▶ WHAT IS EXPECTED:
Print the data exactly as it appears, keeping every word.

▶ DATA EXCERPTS:

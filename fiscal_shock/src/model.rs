use foresight::{DynamicModel, Period};

use crate::params::{Financing, ModelParams};
use crate::{Var, N_VARS, VARIABLE_NAMES};

/// Position of the purchases shift in the exogenous vector
pub const E_GB: usize = 0;

/// Equation labels, in residual order
pub const EQUATION_NAMES: [&str; N_VARS] = [
    "marginal utility of consumption",
    "marginal utility of leisure",
    "production function",
    "marginal product of capital",
    "marginal product of labour",
    "capital accumulation",
    "time endowment",
    "resource constraint (Walras check)",
    "household budget constraint",
    "government budget constraint",
    "consumption Euler equation",
    "after-tax rental rate",
    "government purchases rule",
    "tax rule",
    "real interest rate",
    "wage",
    "labour supply",
];

/// The Baxter-King economy as a residual system
///
/// Households have log utility over consumption and leisure, firms rent
/// capital and labour under Cobb-Douglas technology with trend growth
/// `gammax`, and the government buys goods financed by an income tax and
/// lump-sum transfers. All quantities are detrended by the technology trend.
#[derive(Debug, Clone)]
pub struct BaxterKing {
    pub params: ModelParams,
    pub financing: Financing,
}

impl BaxterKing {
    pub fn new(params: ModelParams, financing: Financing) -> Self {
        BaxterKing { params, financing }
    }
}

impl DynamicModel for BaxterKing {
    fn variable_names(&self) -> &[&'static str] {
        &VARIABLE_NAMES
    }

    fn exo_names(&self) -> &[&'static str] {
        &["e_gb"]
    }

    fn equation_names(&self) -> &[&'static str] {
        &EQUATION_NAMES
    }

    fn residuals(&self, period: &Period<'_>, out: &mut [f64]) {
        let lag = |v: Var| period.lag[v.index()];
        let cur = |v: Var| period.cur[v.index()];
        let lead = |v: Var| period.lead[v.index()];
        let e_gb = period.exo[E_GB];

        let ModelParams {
            beta,
            theta_l,
            theta_k,
            delta_k,
            gammax,
            a,
            gb_bar,
            tau_bar,
            tr_bar,
        } = self.params;

        let k_lag = lag(Var::K);

        out[0] = cur(Var::Lambda) - 1.0 / cur(Var::C);
        out[1] = cur(Var::D2u) - theta_l / cur(Var::L);
        out[2] = cur(Var::Y) - a * k_lag.powf(theta_k) * cur(Var::N).powf(1.0 - theta_k);
        out[3] = cur(Var::Rk) - theta_k * cur(Var::Y) / k_lag;
        out[4] = cur(Var::Mpl) - (1.0 - theta_k) * cur(Var::Y) / cur(Var::N);
        out[5] = gammax * cur(Var::K) - (1.0 - delta_k) * k_lag - cur(Var::I);
        out[6] = cur(Var::L) + cur(Var::N) - 1.0;
        out[7] = cur(Var::CheckWalras)
            - (cur(Var::Y) - cur(Var::C) - cur(Var::I) - cur(Var::Gb));
        out[8] = cur(Var::C) + cur(Var::I)
            - (1.0 - cur(Var::Tau)) * (cur(Var::W) * cur(Var::N) + cur(Var::Rk) * k_lag)
            - cur(Var::Tr);
        out[9] = cur(Var::Tau) * cur(Var::Y) - cur(Var::Gb) - cur(Var::Tr);
        out[10] = cur(Var::Lambda) - beta / gammax * lead(Var::Lambda) * (1.0 + lead(Var::R));
        out[11] = cur(Var::RkAt) - (1.0 - cur(Var::Tau)) * cur(Var::Rk);
        out[12] = cur(Var::Gb) - gb_bar - e_gb;
        out[13] = match self.financing {
            Financing::LumpSum => cur(Var::Tau) - tau_bar,
            Financing::IncomeTax => cur(Var::Tr) - tr_bar,
        };
        out[14] = cur(Var::R) - (cur(Var::RkAt) - delta_k);
        out[15] = cur(Var::W) - cur(Var::Mpl);
        out[16] = cur(Var::D2u) - cur(Var::Lambda) * (1.0 - cur(Var::Tau)) * cur(Var::W);
    }
}

#[cfg(test)]
mod tests {
    use super::*;
    use crate::calibration::calibrate;
    use crate::params::CalibrationTargets;
    use foresight::residual_report;

    fn model(financing: Financing) -> (BaxterKing, Vec<f64>) {
        let cal = calibrate(&CalibrationTargets::baxter_king()).unwrap();
        (BaxterKing::new(cal.params, financing), cal.steady_state.to_vec())
    }

    #[test]
    fn names_line_up_with_state_vector() {
        let (m, _) = model(Financing::LumpSum);
        assert_eq!(m.n_endo(), N_VARS);
        assert_eq!(m.equation_names().len(), N_VARS);
        assert_eq!(m.n_exo(), 1);
        assert_eq!(m.index_of("check_walras"), Some(Var::CheckWalras.index()));
    }

    #[test]
    fn calibrated_state_zeroes_every_equation() {
        for financing in [Financing::LumpSum, Financing::IncomeTax] {
            let (m, ss) = model(financing);
            let report = residual_report(&m, &Period::stationary(&ss, &[0.0]));
            for (name, value) in report {
                assert!(value.abs() < 1e-12, "{name}: {value}");
            }
        }
    }

    #[test]
    fn purchases_shift_only_moves_purchases_rule() {
        let (m, ss) = model(Financing::LumpSum);
        let report = residual_report(&m, &Period::stationary(&ss, &[0.5]));
        for (name, value) in report {
            if name == "government purchases rule" {
                assert!((value + 0.5).abs() < 1e-12);
            } else {
                assert!(value.abs() < 1e-12, "{name}: {value}");
            }
        }
    }

    #[test]
    fn walras_variable_does_not_feed_back() {
        // perturbing check_walras only moves its own defining equation
        let (m, ss) = model(Financing::LumpSum);
        let mut bumped = ss.clone();
        bumped[Var::CheckWalras.index()] += 1.0;
        let report = residual_report(
            &m,
            &Period {
                lag: &bumped,
                cur: &bumped,
                lead: &bumped,
                exo: &[0.0],
            },
        );
        for (i, (_, value)) in report.iter().enumerate() {
            if i == 7 {
                assert!((value - 1.0).abs() < 1e-12);
            } else {
                assert!(value.abs() < 1e-12);
            }
        }
    }
}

▶ EXERCISE SOLUTION:
filename fiscal_shock/src/model.rs
use foresight::{DynamicModel, Period};

use crate::params::{Financing, ModelParams};
use crate::{Var, N_VARS, VARIABLE_NAMES};

/// Position of the purchases shift in the exogenous vector
pub const E_GB: usize = 0;

/// Equation labels, in residual order
pub const EQUATION_NAMES: [&str; N_VARS] = [
    "marginal utility of consumption",
    "marginal utility of leisure",
    "production function",
    "marginal product of capital",
    "marginal product of labour",
    "capital accumulation",
    "time endowment",
    "resource constraint (Walras check)",
    "household budget constraint",
    "government budget constraint",
    "consumption Euler equation",
    "after-tax rental rate",
    "government purchases rule",
    "tax rule",
    "real interest rate",
    "wage",
    "labour supply",
];

/// The Baxter-King economy as a residual system
///
/// Households have log utility over consumption and leisure, firms rent
/// capital and labour under Cobb-Douglas technology with trend growth
/// `gammax`, and the government buys goods financed by an income tax and
/// lump-sum transfers. All quantities are detrended by the technology trend.
#[derive(Debug, Clone)]
pub struct BaxterKing {
    pub params: ModelParams,
    pub financing: Financing,
}

impl BaxterKing {
    pub fn new(params: ModelParams, financing: Financing) -> Self {
        BaxterKing { params, financing }
    }
}

impl DynamicModel for BaxterKing {
    fn variable_names(&self) -> &[&'static str] {
        &VARIABLE_NAMES
    }

    fn exo_names(&self) -> &[&'static str] {
        &["e_gb"]
    }

    fn equation_names(&self) -> &[&'static str] {
        &EQUATION_NAMES
    }

    fn residuals(&self, period: &Period<'_>, out: &mut [f64]) {
        let lag = |v: Var| period.lag[v.index()];
        let cur = |v: Var| period.cur[v.index()];
        let lead = |v: Var| period.lead[v.index()];
        let e_gb = period.exo[E_GB];

        let ModelParams {
            beta,
            theta_l,
            theta_k,
            delta_k,
            gammax,
            a,
            gb_bar,
            tau_bar,
            tr_bar,
        } = self.params;

        let k_lag = lag(Var::K);

        out[0] = cur(Var::Lambda) - 1.0 / cur(Var::C);
        out[1] = cur(Var::D2u) - theta_l / cur(Var::L);
        out[2] = cur(Var::Y) - a * k_lag.powf(theta_k) * cur(Var::N).powf(1.0 - theta_k);
        out[3] = cur(Var::Rk) - theta_k * cur(Var::Y) / k_lag;
        out[4] = cur(Var::Mpl) - (1.0 - theta_k) * cur(Var::Y) / cur(Var::N);
        out[5] = gammax * cur(Var::K) - (1.0 - delta_k) * k_lag - cur(Var::I);
        out[6] = cur(Var::L) + cur(Var::N) - 1.0;
        out[7] = cur(Var::CheckWalras)
            - (cur(Var::Y) - cur(Var::C) - cur(Var::I) - cur(Var::Gb));
        out[8] = cur(Var::C) + cur(Var::I)
            - (1.0 - cur(Var::Tau)) * (cur(Var::W) * cur(Var::N) + cur(Var::Rk) * k_lag)
            - cur(Var::Tr);
        out[9] = cur(Var::Tau) * cur(Var::Y) - cur(Var::Gb) - cur(Var::Tr);
        out[10] = cur(Var::Lambda) - beta / gammax * lead(Var::Lambda) * (1.0 + lead(Var::R));
        out[11] = cur(Var::RkAt) - (1.0 - cur(Var::Tau)) * cur(Var::Rk);
        out[12] = cur(Var::Gb) - gb_bar - e_gb;
        out[13] = match self.financing {
            Financing::LumpSum => cur(Var::Tau) - tau_bar,
            Financing::IncomeTax => cur(Var::Tr) - tr_bar,
        };
        out[14] = cur(Var::R) - (cur(Var::RkAt) - delta_k);
        out[15] = cur(Var::W) - cur(Var::Mpl);
        out[16] = cur(Var::D2u) - cur(Var::Lambda) * (1.0 - cur(Var::Tau)) * cur(Var::W);
    }
}

#[cfg(test)]
mod tests {
    use super::*;
    use crate::calibration::calibrate;
    use crate::params::CalibrationTargets;
    use foresight::residual_report;

    fn model(financing: Financing) -> (BaxterKing, Vec<f64>) {
        let cal = calibrate(&CalibrationTargets::baxter_king()).unwrap();
        (BaxterKing::new(cal.params, financing), cal.steady_state.to_vec())
    }

    #[test]
    fn names_line_up_with_state_vector() {
        let (m, _) = model(Financing::LumpSum);
        assert_eq!(m.n_endo(), N_VARS);
        assert_eq!(m.equation_names().len(), N_VARS);
        assert_eq!(m.n_exo(), 1);
        assert_eq!(m.index_of("check_walras"), Some(Var::CheckWalras.index()));
    }

    #[test]
    fn calibrated_state_zeroes_every_equation() {
        for financing in [Financing::LumpSum, Financing::IncomeTax] {
            let (m, ss) = model(financing);
            let report = residual_report(&m, &Period::stationary(&ss, &[0.0]));
            for (name, value) in report {
                assert!(value.abs() < 1e-12, "{name}: {value}");
            }
        }
    }

    #[test]
    fn purchases_shift_only_moves_purchases_rule() {
        let (m, ss) = model(Financing::LumpSum);
        let report = residual_report(&m, &Period::stationary(&ss, &[0.5]));
        for (name, value) in report {
            if name == "government purchases rule" {
                assert!((value + 0.5).abs() < 1e-12);
            } else {
                assert!(value.abs() < 1e-12, "{name}: {value}");
            }
        }
    }

    #[test]
    fn walras_variable_does_not_feed_back() {
        // perturbing check_walras only moves its own defining equation
        let (m, ss) = model(Financing::LumpSum);
        let mut bumped = ss.clone();
        bumped[Var::CheckWalras.index()] += 1.0;
        let report = residual_report(
            &m,
            &Period {
                lag: &bumped,
                cur: &bumped,
                lead: &bumped,
                exo: &[0.0],
            },
        );
        for (i, (_, value)) in report.iter().enumerate() {
            if i == 7 {
                assert!((value - 1.0).abs() < 1e-12);
            } else {
                assert!(value.abs() < 1e-12);
            }
        }
    }
}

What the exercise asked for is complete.